Data items:
use std::sync::Arc;

use anyhow::Context;
use clap::Parser;
use tracing_subscriber::EnvFilter;

use courses_api::config;
use courses_api::database::{DatabaseManager, MemoryStore, PgStore, Store};
use courses_api::AppState;

#[derive(Debug, Parser)]
#[command(name = "courses-api", about = "REST API for users and their courses")]
struct Args {
    /// Port to listen on
    #[arg(long, env = "PORT", default_value_t = 5000)]
    port: u16,

    /// Postgres connection string
    #[arg(long, env = "DATABASE_URL")]
    database_url: Option<String>,

    /// Keep all data in process memory instead of Postgres
    #[arg(long)]
    in_memory: bool,
}

#[tokio::main]
async fn main() -> anyhow::Result<()> {
    // Load .env if present so cargo run picks up DATABASE_URL, PORT, etc.
    let _ = dotenvy::dotenv();

    tracing_subscriber::fmt()
        .with_env_filter(
            EnvFilter::try_from_default_env()
                .unwrap_or_else(|_| EnvFilter::new("courses_api=info,tower_http=info")),
        )
        .init();

    let args = Args::parse();
    let config = config::config();
    tracing::info!("Starting courses API in {:?} mode", config.environment);

    let (store, manager): (Arc<dyn Store>, Option<DatabaseManager>) = if args.in_memory {
        tracing::warn!("Using the in-memory store; data is lost on exit");
        (Arc::new(MemoryStore::new()), None)
    } else {
        let manager = DatabaseManager::connect(args.database_url.as_deref(), &config.database)
            .await
            .context("Connection to database is not successful")?;
        manager.ensure_schema().await.context("failed to prepare schema")?;
        (Arc::new(PgStore::new(manager.pool())), Some(manager))
    };

    let app = courses_api::app(AppState::new(store), config);

    let bind_addr = format!("0.0.0.0:{}", args.port);
    let listener = tokio::net::TcpListener::bind(&bind_addr)
        .await
        .with_context(|| format!("failed to bind {}", bind_addr))?;

    tracing::info!("Courses API listening on http://{}", bind_addr);

    axum::serve(listener, app)
        .with_graceful_shutdown(shutdown_signal())
        .await
        .context("server error")?;

    if let Some(manager) = manager {
        manager.close().await;
    }

    Ok(())
}

async fn shutdown_signal() {
    if let Err(e) = tokio::signal::ctrl_c().await {
        tracing::error!("failed to listen for shutdown signal: {}", e);
    }
    tracing::info!("Shutting down");
}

> _TASK STATEMENT_
What you return must match, line for line, the data from the line containing "to listen for" to its end, both ends included.

> _WRITTEN RESPONSE_
        tracing::error!("failed to listen for shutdown signal: {}", e);
    }
    tracing::info!("Shutting down");
}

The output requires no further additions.